The Liberty County Chamber of Commerce officially kicked off its Special Purpose Local Option Sales Tax VI campaign Thursday with the first of four community meetings scheduled ahead of the November elections.
County Commission Chair-man Donald Lovette and County Administrator Joey Brown proceeded with their full presentation Thursday evening, despite a thin turnout.
Chamber CEO Leah Poole acknowledged the fact that everyone in attendance — a total of 15 people — already had heard the presentation, either at Thursday morning’s chamber-sponsored “Eggs and Issues” breakfast or in prior SPLOST planning meetings.

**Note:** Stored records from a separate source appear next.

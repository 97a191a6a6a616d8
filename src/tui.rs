use anyhow::Result;
use crossterm::{
    event::{self, Event, KeyCode, KeyEventKind},
    terminal::{disable_raw_mode, enable_raw_mode, EnterAlternateScreen, LeaveAlternateScreen},
    ExecutableCommand,
};
use ratatui::{
    prelude::*,
    widgets::{Block, Borders, List, ListItem, ListState, Paragraph, Tabs, Wrap},
};
use std::io::stdout;

use crate::ai::Gateway;
use crate::app::{App, Tab};
use crate::board::JobField;
use crate::models::{JobApplication, JobStatus, Speaker};
use crate::render;
use crate::resume::{EducationField, ExperienceField, PersonalField};

const EXPORT_PATH: &str = "resume.md";

/// Where a committed input buffer goes.
enum InputTarget {
    ResumeRow(RowKind),
    JobCompany,
    JobPosition {
        company: String,
    },
    JobDescription {
        company: String,
        position: String,
    },
    JobEdit(String, JobEditKind),
    InterviewAnswer,
}

#[derive(Clone, Copy)]
enum JobEditKind {
    Company,
    Position,
    AppliedDate,
    Description,
    Salary,
    Notes,
}

struct InputState {
    target: InputTarget,
    label: String,
    buffer: String,
}

/// One editable line in the resume tab.
#[derive(Clone)]
enum RowKind {
    FullName,
    Email,
    Phone,
    Location,
    Website,
    Summary,
    Skills,
    ExpCompany(String),
    ExpRole(String),
    ExpStart(String),
    ExpEnd(String),
    ExpCurrent(String),
    ExpDescription(String),
    EduSchool(String),
    EduDegree(String),
    EduDate(String),
}

struct ResumeRow {
    label: String,
    value: String,
    kind: RowKind,
}

struct Ui {
    resume_row: usize,
    board_col: usize,
    board_row: usize,
    interview_row: usize,
    preview_scroll: u16,
    input: Option<InputState>,
}

impl Ui {
    fn new() -> Self {
        Self {
            resume_row: 0,
            board_col: 0,
            board_row: 0,
            interview_row: 0,
            preview_scroll: 0,
            input: None,
        }
    }
}

enum Flow {
    Continue,
    Quit,
}

type Term = Terminal<CrosstermBackend<std::io::Stdout>>;

pub fn run(gateway: Gateway) -> Result<()> {
    let mut app = App::new();
    let mut ui = Ui::new();

    enable_raw_mode()?;
    stdout().execute(EnterAlternateScreen)?;
    let mut terminal = Terminal::new(CrosstermBackend::new(stdout()))?;

    let result = run_loop(&mut terminal, &mut app, &gateway, &mut ui);

    disable_raw_mode()?;
    stdout().execute(LeaveAlternateScreen)?;

    result
}

fn run_loop(terminal: &mut Term, app: &mut App, gateway: &Gateway, ui: &mut Ui) -> Result<()> {
    loop {
        terminal.draw(|frame| draw(frame, app, gateway, ui))?;

        if let Event::Key(key) = event::read()? {
            if key.kind != KeyEventKind::Press {
                continue;
            }

            if ui.input.is_some() {
                handle_input_key(terminal, app, gateway, ui, key.code)?;
                continue;
            }

            match key.code {
                KeyCode::Char('q') => break,
                KeyCode::Tab => {
                    let idx = Tab::ALL.iter().position(|t| *t == app.tab).unwrap_or(0);
                    app.tab = Tab::ALL[(idx + 1) % Tab::ALL.len()];
                    app.status = None;
                }
                KeyCode::BackTab => {
                    let idx = Tab::ALL.iter().position(|t| *t == app.tab).unwrap_or(0);
                    app.tab = Tab::ALL[(idx + Tab::ALL.len() - 1) % Tab::ALL.len()];
                    app.status = None;
                }
                _ => {
                    let flow = match app.tab {
                        Tab::Resume => handle_resume_key(terminal, app, gateway, ui, key.code)?,
                        Tab::Board => handle_board_key(terminal, app, gateway, ui, key.code)?,
                        Tab::Interview => {
                            handle_interview_key(terminal, app, gateway, ui, key.code)?
                        }
                    };
                    if let Flow::Quit = flow {
                        break;
                    }
                }
            }
        }
    }
    Ok(())
}

// --- Input mode ---

fn handle_input_key(
    terminal: &mut Term,
    app: &mut App,
    gateway: &Gateway,
    ui: &mut Ui,
    code: KeyCode,
) -> Result<()> {
    match code {
        KeyCode::Esc => {
            let is_answer = matches!(
                ui.input.as_ref().map(|i| &i.target),
                Some(InputTarget::InterviewAnswer)
            );
            ui.input = None;
            if is_answer {
                app.end_interview();
            }
        }
        KeyCode::Enter => commit_input(terminal, app, gateway, ui)?,
        KeyCode::Backspace => {
            if let Some(input) = ui.input.as_mut() {
                input.buffer.pop();
            }
        }
        KeyCode::Char(c) => {
            if let Some(input) = ui.input.as_mut() {
                input.buffer.push(c);
            }
        }
        _ => {}
    }
    Ok(())
}

fn commit_input(terminal: &mut Term, app: &mut App, gateway: &Gateway, ui: &mut Ui) -> Result<()> {
    let Some(input) = ui.input.take() else {
        return Ok(());
    };
    let value = input.buffer;

    match input.target {
        InputTarget::ResumeRow(kind) => apply_resume_edit(app, &kind, value),
        InputTarget::JobCompany => {
            ui.input = Some(InputState {
                target: InputTarget::JobPosition { company: value },
                label: "Position title".into(),
                buffer: String::new(),
            });
        }
        InputTarget::JobPosition { company } => {
            ui.input = Some(InputState {
                target: InputTarget::JobDescription {
                    company,
                    position: value,
                },
                label: "Job description (optional, enables AI analysis)".into(),
                buffer: String::new(),
            });
        }
        InputTarget::JobDescription { company, position } => {
            match app
                .board
                .add(&company, &position, JobStatus::Wishlist, &value)
            {
                Ok(_) => app.set_status("application added to Wishlist"),
                Err(e) => app.set_status(e.to_string()),
            }
        }
        InputTarget::JobEdit(id, kind) => {
            let required = matches!(kind, JobEditKind::Company | JobEditKind::Position);
            if required && value.trim().is_empty() {
                app.set_status("this field cannot be blank");
            } else {
                let field = match kind {
                    JobEditKind::Company => JobField::Company(value),
                    JobEditKind::Position => JobField::Position(value),
                    JobEditKind::AppliedDate => JobField::AppliedDate(value),
                    JobEditKind::Description => JobField::Description(value),
                    JobEditKind::Salary => JobField::Salary(value),
                    JobEditKind::Notes => JobField::Notes(value),
                };
                app.board.update(&id, field);
            }
        }
        InputTarget::InterviewAnswer => {
            if !value.trim().is_empty() {
                if let Err(e) = app.interview.begin_turn(&value) {
                    app.set_status(e.to_string());
                } else {
                    // Show the optimistic turn before the blocking call.
                    terminal.draw(|frame| draw(frame, app, gateway, ui))?;
                    if let Err(e) = app.interview.resolve_turn(gateway) {
                        app.set_status(e.to_string());
                    }
                }
            }
            // Stay in answer mode while the session lives.
            if app.interview.is_active() {
                ui.input = Some(answer_input());
            }
        }
    }
    Ok(())
}

fn answer_input() -> InputState {
    InputState {
        target: InputTarget::InterviewAnswer,
        label: "Your answer (Enter to send, Esc to end session)".into(),
        buffer: String::new(),
    }
}

fn apply_resume_edit(app: &mut App, kind: &RowKind, value: String) {
    let editor = &mut app.editor;
    match kind {
        RowKind::FullName => editor.set_personal(PersonalField::FullName(value)),
        RowKind::Email => editor.set_personal(PersonalField::Email(value)),
        RowKind::Phone => editor.set_personal(PersonalField::Phone(value)),
        RowKind::Location => editor.set_personal(PersonalField::Location(value)),
        RowKind::Website => editor.set_personal(PersonalField::Website(value)),
        RowKind::Summary => editor.set_summary(value),
        RowKind::Skills => editor.set_skills_from_input(&value),
        RowKind::ExpCompany(id) => {
            editor.update_experience(id, ExperienceField::Company(value));
        }
        RowKind::ExpRole(id) => {
            editor.update_experience(id, ExperienceField::Role(value));
        }
        RowKind::ExpStart(id) => {
            editor.update_experience(id, ExperienceField::StartDate(value));
        }
        RowKind::ExpEnd(id) => {
            editor.update_experience(id, ExperienceField::EndDate(value));
        }
        RowKind::ExpCurrent(_) => {}
        RowKind::ExpDescription(id) => {
            editor.update_experience(id, ExperienceField::Description(value));
        }
        RowKind::EduSchool(id) => {
            editor.update_education(id, EducationField::School(value));
        }
        RowKind::EduDegree(id) => {
            editor.update_education(id, EducationField::Degree(value));
        }
        RowKind::EduDate(id) => {
            editor.update_education(id, EducationField::GraduationDate(value));
        }
    }
}

// --- Resume tab ---

fn build_resume_rows(app: &App) -> Vec<ResumeRow> {
    let document = app.editor.document();
    let mut rows = vec![
        ResumeRow {
            label: "Name".into(),
            value: document.full_name.clone(),
            kind: RowKind::FullName,
        },
        ResumeRow {
            label: "Email".into(),
            value: document.email.clone(),
            kind: RowKind::Email,
        },
        ResumeRow {
            label: "Phone".into(),
            value: document.phone.clone(),
            kind: RowKind::Phone,
        },
        ResumeRow {
            label: "Location".into(),
            value: document.location.clone(),
            kind: RowKind::Location,
        },
        ResumeRow {
            label: "Website".into(),
            value: document.website.clone(),
            kind: RowKind::Website,
        },
        ResumeRow {
            label: "Summary".into(),
            value: document.summary.clone(),
            kind: RowKind::Summary,
        },
        ResumeRow {
            label: "Skills".into(),
            value: app.editor.skills_input(),
            kind: RowKind::Skills,
        },
    ];

    for entry in &document.experience {
        let id = &entry.id;
        rows.push(ResumeRow {
            label: "Exp/Company".into(),
            value: entry.company.clone(),
            kind: RowKind::ExpCompany(id.clone()),
        });
        rows.push(ResumeRow {
            label: "Exp/Role".into(),
            value: entry.role.clone(),
            kind: RowKind::ExpRole(id.clone()),
        });
        rows.push(ResumeRow {
            label: "Exp/Start".into(),
            value: entry.start_date.clone(),
            kind: RowKind::ExpStart(id.clone()),
        });
        rows.push(ResumeRow {
            label: "Exp/End".into(),
            value: if entry.current {
                "(current role)".into()
            } else {
                entry.end_date.clone()
            },
            kind: RowKind::ExpEnd(id.clone()),
        });
        rows.push(ResumeRow {
            label: "Exp/Current".into(),
            value: if entry.current { "yes" } else { "no" }.into(),
            kind: RowKind::ExpCurrent(id.clone()),
        });
        rows.push(ResumeRow {
            label: "Exp/Details".into(),
            value: entry.description.clone(),
            kind: RowKind::ExpDescription(id.clone()),
        });
    }

    for entry in &document.education {
        let id = &entry.id;
        rows.push(ResumeRow {
            label: "Edu/School".into(),
            value: entry.school.clone(),
            kind: RowKind::EduSchool(id.clone()),
        });
        rows.push(ResumeRow {
            label: "Edu/Degree".into(),
            value: entry.degree.clone(),
            kind: RowKind::EduDegree(id.clone()),
        });
        rows.push(ResumeRow {
            label: "Edu/Date".into(),
            value: entry.graduation_date.clone(),
            kind: RowKind::EduDate(id.clone()),
        });
    }

    rows
}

As Liberty County citizens strolled around the Farmers Market in Bradwell Park just outside the Hinesville Area Arts Council, meeting attendees — mostly city and county officials and employees — discussed ways of boosting future meetings’ attendance and shaking up voter apathy that seems rampant in the county.
“To me, one of the biggest problems we have as a community is getting the word out,” Hinesville City Manager Billy Edwards said. “I just don’t know … hopefully, we can get the word out about these next series of meetings.”
“I think that we have to look at it in a very positive way,” Hinesville Mayor Jim Thomas added.
He then mentioned the progress that has been made in the county in the time since his arrival, including the relatively new city-scape of downtown Hinesville. Thomas said that having a developed community is crucial to attracting new business, and that SPLOST is a key instrument in making much-needed improvements.
“I remember sitting on the planning commission, and businesses would come and they would turn around and leave because there was nothing here,” Thomas said. “A person who owns a million-dollar business is not going to put a business up next to a shack.”
Key facts about SPLOST that the chamber is trying to impress upon voters include:
• SPLOST VI will not be a new tax — it simply will be a continuation of the 1-cent sales tax that already is in place.
• approximately 65,000 residents, plus many visitors, contribute to SPLOST through their purchase of local goods and services, as opposed to roughly 13,000 people who pay property taxes.
• SPLOST funds may only be used for predetermined capital projects. No SPLOST funds are used for city or county employee salaries.
Three more community meetings are set to happen before the Nov. 4 vote. They will be held at 6 p.m. Sept. 23 at the Liberty County Community Complex in Midway; 6 p.m. Sept. 30 at the Riceboro Youth Center; and 6 p.m. Oct. 2 at the Gum Branch Fire Station.